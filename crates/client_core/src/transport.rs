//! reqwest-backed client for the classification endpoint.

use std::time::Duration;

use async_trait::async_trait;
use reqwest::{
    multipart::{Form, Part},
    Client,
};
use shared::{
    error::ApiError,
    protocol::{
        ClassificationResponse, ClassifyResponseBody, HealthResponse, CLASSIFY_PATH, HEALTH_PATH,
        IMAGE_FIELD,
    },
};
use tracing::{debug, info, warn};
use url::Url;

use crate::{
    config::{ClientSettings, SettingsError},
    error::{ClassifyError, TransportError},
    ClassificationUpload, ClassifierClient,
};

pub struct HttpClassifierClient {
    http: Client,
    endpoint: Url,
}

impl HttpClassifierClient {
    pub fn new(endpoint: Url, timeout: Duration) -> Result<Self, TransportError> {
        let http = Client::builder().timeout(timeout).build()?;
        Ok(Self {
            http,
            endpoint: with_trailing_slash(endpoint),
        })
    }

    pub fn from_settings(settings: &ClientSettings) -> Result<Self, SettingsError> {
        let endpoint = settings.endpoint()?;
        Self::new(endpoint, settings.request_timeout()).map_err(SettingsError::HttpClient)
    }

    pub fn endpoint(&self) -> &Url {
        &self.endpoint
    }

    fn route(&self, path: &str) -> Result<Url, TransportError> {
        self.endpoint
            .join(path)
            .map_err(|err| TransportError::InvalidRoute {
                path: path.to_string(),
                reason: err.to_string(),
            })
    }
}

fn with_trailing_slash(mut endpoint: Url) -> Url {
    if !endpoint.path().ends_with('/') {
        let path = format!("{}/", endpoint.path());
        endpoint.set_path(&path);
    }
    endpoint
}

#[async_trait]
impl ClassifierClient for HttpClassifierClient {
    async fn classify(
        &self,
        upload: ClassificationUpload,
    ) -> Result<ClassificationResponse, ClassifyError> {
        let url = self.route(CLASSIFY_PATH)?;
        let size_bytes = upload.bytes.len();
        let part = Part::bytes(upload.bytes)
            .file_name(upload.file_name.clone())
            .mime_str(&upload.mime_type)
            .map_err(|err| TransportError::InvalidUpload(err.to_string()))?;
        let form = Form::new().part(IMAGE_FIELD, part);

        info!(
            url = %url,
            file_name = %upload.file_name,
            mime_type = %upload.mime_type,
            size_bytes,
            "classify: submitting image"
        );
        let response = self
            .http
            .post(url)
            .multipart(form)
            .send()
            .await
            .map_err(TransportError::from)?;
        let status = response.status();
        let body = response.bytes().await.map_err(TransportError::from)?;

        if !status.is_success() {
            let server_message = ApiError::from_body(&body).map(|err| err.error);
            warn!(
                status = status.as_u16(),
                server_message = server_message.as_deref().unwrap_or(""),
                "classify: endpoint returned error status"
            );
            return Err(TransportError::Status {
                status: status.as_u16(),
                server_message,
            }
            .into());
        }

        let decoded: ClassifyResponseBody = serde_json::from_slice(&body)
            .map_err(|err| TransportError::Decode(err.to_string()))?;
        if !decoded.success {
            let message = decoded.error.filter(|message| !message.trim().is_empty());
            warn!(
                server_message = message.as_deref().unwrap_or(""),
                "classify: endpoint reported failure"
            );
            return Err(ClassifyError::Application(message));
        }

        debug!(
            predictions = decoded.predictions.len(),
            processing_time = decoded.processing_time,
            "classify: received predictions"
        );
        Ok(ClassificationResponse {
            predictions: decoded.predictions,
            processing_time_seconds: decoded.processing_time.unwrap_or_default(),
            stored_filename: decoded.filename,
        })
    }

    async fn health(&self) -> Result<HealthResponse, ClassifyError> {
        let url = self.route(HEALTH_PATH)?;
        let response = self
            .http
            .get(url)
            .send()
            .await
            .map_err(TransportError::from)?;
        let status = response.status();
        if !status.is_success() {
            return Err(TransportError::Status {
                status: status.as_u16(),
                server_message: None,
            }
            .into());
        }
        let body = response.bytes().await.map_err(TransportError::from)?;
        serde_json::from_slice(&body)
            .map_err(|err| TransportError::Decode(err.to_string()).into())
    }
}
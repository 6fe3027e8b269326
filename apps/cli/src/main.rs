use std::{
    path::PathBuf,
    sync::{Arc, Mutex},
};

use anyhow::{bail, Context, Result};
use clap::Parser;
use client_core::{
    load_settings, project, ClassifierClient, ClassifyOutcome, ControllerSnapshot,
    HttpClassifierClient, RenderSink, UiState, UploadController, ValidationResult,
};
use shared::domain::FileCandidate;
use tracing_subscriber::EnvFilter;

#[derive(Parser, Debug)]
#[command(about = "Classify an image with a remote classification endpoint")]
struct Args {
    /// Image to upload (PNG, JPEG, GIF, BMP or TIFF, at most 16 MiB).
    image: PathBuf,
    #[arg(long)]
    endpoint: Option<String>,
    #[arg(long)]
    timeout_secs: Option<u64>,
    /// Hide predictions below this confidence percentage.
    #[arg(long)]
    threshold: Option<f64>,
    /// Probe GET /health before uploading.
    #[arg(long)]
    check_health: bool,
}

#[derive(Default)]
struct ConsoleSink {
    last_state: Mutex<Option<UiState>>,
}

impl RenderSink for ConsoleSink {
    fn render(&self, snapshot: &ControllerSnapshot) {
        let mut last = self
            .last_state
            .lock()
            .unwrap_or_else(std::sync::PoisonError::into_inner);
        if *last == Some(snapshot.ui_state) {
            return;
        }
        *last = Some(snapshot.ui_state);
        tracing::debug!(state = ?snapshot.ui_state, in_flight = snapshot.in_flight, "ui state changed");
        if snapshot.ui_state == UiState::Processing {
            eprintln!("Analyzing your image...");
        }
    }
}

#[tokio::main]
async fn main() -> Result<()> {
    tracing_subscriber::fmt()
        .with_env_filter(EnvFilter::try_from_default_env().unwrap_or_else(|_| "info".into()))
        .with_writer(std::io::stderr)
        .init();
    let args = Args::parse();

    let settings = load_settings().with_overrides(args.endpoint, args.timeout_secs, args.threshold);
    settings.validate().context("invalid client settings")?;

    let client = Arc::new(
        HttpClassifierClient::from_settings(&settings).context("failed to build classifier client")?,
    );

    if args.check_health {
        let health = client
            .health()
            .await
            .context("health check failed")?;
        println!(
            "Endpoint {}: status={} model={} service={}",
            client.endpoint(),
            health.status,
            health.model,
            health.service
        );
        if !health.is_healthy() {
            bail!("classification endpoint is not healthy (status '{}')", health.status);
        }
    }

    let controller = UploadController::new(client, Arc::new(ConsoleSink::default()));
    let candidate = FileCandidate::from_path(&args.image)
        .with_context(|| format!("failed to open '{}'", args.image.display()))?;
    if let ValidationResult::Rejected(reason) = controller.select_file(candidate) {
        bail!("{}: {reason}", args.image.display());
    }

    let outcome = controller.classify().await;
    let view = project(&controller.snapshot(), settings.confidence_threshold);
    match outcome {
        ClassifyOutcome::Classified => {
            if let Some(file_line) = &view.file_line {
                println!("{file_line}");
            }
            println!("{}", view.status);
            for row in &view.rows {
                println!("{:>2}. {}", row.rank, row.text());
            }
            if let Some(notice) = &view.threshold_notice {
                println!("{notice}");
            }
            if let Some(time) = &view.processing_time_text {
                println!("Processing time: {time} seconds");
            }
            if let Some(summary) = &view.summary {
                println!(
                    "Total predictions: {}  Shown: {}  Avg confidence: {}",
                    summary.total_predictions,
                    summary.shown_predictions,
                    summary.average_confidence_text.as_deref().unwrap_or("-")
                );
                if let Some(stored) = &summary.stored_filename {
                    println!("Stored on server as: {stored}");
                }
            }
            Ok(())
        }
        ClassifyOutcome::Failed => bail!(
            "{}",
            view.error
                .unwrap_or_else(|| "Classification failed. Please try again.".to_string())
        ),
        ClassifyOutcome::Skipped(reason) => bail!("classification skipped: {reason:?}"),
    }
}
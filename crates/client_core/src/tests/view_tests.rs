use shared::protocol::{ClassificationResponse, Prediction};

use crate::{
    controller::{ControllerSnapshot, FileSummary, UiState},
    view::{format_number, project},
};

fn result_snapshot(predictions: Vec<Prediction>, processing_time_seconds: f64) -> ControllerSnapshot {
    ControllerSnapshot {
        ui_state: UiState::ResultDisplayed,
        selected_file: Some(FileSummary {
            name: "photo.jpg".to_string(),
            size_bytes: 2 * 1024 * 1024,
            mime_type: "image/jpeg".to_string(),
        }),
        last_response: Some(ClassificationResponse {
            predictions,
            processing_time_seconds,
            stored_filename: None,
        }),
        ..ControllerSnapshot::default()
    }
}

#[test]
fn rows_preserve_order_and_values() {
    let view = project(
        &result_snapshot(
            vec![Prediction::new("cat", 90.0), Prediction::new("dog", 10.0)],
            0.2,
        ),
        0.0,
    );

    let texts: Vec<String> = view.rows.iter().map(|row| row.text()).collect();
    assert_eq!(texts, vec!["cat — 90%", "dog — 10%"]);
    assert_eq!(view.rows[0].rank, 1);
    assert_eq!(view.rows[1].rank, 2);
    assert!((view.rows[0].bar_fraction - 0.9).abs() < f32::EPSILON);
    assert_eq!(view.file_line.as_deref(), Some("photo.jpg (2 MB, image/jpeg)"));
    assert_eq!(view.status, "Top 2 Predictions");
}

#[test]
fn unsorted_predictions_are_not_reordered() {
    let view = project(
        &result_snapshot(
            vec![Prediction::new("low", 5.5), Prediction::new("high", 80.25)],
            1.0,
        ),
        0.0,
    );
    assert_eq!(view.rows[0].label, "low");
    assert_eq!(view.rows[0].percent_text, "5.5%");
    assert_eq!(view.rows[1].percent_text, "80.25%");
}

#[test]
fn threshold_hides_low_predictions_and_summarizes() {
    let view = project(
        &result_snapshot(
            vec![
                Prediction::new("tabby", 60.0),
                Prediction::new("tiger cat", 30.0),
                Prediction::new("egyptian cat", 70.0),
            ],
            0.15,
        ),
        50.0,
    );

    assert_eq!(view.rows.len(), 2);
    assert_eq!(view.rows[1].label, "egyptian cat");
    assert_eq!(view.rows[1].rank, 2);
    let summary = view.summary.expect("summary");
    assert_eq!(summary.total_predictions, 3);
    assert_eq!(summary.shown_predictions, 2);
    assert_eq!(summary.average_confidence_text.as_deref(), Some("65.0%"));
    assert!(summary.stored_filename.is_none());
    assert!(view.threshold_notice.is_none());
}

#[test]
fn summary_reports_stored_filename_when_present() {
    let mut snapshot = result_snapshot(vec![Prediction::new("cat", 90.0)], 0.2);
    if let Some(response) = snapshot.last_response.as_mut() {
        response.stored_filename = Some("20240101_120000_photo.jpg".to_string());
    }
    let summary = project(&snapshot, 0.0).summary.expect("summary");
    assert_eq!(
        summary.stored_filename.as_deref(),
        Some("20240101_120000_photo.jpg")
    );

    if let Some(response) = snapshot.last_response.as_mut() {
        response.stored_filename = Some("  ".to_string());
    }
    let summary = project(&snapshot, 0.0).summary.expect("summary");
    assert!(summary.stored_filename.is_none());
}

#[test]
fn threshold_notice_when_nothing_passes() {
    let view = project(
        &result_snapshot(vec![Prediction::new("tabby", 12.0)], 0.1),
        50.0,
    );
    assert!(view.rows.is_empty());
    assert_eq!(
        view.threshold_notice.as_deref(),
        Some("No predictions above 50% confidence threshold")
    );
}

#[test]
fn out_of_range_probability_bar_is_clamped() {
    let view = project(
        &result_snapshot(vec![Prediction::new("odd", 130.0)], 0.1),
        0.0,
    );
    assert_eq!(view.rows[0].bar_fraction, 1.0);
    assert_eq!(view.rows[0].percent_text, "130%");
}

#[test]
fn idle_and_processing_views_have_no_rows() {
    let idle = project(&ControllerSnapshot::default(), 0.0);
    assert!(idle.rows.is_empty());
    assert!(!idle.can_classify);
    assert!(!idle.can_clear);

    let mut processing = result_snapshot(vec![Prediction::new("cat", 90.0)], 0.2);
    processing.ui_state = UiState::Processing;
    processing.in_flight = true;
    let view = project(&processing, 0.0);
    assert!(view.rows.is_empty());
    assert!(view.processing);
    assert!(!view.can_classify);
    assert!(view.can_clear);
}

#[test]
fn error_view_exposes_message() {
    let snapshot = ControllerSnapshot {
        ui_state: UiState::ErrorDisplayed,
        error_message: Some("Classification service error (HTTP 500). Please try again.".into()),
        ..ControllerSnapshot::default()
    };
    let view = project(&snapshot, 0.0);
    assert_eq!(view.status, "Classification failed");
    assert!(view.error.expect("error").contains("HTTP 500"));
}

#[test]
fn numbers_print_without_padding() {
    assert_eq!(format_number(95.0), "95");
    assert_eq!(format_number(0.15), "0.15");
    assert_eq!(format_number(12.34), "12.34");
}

* * *

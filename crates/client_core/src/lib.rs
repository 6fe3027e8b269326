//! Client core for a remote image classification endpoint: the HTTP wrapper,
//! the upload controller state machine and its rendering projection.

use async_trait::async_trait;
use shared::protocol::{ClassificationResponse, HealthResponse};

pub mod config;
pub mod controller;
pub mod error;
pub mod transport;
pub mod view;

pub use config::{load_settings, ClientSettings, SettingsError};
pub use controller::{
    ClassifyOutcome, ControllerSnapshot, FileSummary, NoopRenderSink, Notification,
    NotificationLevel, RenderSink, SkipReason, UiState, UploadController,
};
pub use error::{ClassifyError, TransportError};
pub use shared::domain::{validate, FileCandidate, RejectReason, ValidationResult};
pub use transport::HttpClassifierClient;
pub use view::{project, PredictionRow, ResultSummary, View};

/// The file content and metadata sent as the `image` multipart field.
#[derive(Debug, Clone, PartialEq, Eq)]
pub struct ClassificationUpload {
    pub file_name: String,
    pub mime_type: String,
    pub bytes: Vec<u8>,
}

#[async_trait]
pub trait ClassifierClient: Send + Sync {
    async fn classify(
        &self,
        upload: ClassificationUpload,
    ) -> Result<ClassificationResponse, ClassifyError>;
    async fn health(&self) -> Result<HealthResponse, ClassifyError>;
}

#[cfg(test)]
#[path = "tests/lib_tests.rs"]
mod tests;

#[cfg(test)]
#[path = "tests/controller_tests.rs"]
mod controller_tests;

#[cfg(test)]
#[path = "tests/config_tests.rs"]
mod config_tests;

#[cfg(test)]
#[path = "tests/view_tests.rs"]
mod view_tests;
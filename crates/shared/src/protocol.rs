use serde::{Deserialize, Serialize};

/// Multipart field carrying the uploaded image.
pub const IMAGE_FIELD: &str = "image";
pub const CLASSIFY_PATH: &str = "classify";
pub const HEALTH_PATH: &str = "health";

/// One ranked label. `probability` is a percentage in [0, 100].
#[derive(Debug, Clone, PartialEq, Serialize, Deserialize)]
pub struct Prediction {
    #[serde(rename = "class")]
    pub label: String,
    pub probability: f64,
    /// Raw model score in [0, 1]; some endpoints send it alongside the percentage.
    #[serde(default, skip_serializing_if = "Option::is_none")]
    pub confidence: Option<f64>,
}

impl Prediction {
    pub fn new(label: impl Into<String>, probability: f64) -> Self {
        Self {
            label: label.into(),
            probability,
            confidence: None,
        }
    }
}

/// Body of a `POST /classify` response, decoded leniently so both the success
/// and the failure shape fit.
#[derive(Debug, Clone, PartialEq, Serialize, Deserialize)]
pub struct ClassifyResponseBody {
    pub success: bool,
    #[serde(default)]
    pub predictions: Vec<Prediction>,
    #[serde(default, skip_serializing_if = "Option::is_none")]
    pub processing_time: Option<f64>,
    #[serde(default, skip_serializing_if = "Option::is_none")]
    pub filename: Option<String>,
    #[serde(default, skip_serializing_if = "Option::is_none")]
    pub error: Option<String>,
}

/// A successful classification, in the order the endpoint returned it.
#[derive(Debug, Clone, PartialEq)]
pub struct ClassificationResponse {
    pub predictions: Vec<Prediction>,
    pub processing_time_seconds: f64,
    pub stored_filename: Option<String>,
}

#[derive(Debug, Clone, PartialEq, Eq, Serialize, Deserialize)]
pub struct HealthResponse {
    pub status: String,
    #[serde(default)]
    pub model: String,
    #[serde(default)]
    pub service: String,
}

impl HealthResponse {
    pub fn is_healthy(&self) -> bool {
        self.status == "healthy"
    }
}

--

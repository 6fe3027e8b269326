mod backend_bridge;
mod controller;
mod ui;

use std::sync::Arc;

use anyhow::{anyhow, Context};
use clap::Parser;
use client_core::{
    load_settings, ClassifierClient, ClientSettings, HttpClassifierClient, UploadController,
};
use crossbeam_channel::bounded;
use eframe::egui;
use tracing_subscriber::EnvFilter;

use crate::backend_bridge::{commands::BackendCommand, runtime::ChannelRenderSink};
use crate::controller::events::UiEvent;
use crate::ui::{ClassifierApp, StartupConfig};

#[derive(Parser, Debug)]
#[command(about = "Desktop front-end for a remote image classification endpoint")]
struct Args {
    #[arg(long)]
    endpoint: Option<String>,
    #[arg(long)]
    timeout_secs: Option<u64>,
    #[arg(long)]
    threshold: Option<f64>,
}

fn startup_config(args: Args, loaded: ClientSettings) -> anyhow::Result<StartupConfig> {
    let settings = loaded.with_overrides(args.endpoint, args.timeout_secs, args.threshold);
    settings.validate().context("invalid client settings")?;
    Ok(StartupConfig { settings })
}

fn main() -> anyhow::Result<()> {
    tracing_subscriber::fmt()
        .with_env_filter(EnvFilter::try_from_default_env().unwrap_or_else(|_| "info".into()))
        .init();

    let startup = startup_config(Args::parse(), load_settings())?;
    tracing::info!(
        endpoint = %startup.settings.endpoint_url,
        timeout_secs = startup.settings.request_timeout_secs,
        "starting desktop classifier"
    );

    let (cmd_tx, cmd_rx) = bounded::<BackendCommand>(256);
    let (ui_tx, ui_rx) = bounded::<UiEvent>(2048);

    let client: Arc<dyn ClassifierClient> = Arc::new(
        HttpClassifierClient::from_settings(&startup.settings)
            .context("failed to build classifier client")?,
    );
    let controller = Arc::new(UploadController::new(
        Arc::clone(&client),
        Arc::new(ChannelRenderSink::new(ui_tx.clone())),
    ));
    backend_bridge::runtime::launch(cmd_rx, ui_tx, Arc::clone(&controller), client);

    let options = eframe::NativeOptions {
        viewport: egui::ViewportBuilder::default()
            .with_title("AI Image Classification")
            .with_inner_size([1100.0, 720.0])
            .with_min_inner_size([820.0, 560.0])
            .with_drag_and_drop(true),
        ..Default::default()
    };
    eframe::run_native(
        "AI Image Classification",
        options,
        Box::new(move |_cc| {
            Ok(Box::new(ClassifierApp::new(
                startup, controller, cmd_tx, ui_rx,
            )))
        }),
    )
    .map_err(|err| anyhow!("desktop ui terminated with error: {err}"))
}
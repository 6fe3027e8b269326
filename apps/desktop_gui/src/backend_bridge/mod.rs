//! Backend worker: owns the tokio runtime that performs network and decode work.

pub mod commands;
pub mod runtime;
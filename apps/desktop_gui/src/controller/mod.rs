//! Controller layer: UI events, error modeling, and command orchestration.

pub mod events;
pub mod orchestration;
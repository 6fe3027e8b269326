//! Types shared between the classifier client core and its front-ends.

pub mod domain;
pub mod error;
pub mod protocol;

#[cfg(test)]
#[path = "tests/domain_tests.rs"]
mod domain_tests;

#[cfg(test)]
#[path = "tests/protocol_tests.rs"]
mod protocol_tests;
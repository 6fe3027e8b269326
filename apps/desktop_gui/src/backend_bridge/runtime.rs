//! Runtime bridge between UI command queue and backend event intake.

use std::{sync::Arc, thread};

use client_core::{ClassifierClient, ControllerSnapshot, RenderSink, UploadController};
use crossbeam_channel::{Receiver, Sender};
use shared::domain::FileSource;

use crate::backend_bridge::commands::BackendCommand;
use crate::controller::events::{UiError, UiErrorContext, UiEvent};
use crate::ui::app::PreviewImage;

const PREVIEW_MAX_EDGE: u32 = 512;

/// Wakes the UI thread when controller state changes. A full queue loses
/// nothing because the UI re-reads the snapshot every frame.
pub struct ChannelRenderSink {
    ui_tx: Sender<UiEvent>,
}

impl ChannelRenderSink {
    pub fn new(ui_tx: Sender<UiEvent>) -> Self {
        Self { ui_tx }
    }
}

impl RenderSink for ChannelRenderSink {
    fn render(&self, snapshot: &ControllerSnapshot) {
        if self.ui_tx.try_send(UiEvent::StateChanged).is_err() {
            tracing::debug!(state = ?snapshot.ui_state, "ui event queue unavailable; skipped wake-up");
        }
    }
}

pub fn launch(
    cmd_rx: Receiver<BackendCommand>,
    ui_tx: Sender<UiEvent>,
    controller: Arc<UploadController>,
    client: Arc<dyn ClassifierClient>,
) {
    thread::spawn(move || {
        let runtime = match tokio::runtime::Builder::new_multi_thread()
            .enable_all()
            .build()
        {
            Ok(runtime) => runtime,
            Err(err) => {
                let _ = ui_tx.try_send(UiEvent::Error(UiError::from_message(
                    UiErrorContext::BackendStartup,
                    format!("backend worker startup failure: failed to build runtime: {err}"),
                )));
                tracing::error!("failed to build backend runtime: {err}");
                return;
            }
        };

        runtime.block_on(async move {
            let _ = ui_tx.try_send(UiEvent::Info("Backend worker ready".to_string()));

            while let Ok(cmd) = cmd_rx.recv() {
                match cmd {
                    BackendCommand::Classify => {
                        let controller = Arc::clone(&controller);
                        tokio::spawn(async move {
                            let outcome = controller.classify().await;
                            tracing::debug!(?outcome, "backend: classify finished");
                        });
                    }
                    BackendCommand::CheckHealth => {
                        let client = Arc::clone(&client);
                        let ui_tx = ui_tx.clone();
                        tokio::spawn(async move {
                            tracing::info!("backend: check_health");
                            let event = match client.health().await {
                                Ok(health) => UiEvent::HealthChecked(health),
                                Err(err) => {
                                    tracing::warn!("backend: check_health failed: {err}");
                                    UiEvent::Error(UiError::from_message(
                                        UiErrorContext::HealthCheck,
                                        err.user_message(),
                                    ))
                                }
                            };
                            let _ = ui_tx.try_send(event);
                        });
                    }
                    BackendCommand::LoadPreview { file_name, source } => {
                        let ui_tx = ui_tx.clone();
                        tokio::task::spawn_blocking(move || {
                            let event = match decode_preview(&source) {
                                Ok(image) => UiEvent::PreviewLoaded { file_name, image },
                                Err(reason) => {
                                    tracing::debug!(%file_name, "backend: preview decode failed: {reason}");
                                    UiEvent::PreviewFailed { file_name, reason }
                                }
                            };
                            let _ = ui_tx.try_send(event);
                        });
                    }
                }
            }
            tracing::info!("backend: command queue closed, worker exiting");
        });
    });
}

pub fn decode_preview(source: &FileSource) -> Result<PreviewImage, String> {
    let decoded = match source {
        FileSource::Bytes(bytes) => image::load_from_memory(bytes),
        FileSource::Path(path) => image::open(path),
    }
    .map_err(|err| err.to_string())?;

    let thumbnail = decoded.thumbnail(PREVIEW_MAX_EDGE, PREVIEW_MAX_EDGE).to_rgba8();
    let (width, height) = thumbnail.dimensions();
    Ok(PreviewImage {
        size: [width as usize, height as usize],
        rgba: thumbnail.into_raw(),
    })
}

PROBLEM DETAILS. Give the exact lines, and only those, from the line containing "filename crates/client_core/src/transport.rs" through the line containing "endpoint.set_path(&path);" in the entries above.

RESULT BELOW.
filename crates/client_core/src/transport.rs
//! reqwest-backed client for the classification endpoint.

use std::time::Duration;

use async_trait::async_trait;
use reqwest::{
    multipart::{Form, Part},
    Client,
};
use shared::{
    error::ApiError,
    protocol::{
        ClassificationResponse, ClassifyResponseBody, HealthResponse, CLASSIFY_PATH, HEALTH_PATH,
        IMAGE_FIELD,
    },
};
use tracing::{debug, info, warn};
use url::Url;

use crate::{
    config::{ClientSettings, SettingsError},
    error::{ClassifyError, TransportError},
    ClassificationUpload, ClassifierClient,
};

pub struct HttpClassifierClient {
    http: Client,
    endpoint: Url,
}

impl HttpClassifierClient {
    pub fn new(endpoint: Url, timeout: Duration) -> Result<Self, TransportError> {
        let http = Client::builder().timeout(timeout).build()?;
        Ok(Self {
            http,
            endpoint: with_trailing_slash(endpoint),
        })
    }

    pub fn from_settings(settings: &ClientSettings) -> Result<Self, SettingsError> {
        let endpoint = settings.endpoint()?;
        Self::new(endpoint, settings.request_timeout()).map_err(SettingsError::HttpClient)
    }

    pub fn endpoint(&self) -> &Url {
        &self.endpoint
    }

    fn route(&self, path: &str) -> Result<Url, TransportError> {
        self.endpoint
            .join(path)
            .map_err(|err| TransportError::InvalidRoute {
                path: path.to_string(),
                reason: err.to_string(),
            })
    }
}

fn with_trailing_slash(mut endpoint: Url) -> Url {
    if !endpoint.path().ends_with('/') {
        let path = format!("{}/", endpoint.path());
        endpoint.set_path(&path);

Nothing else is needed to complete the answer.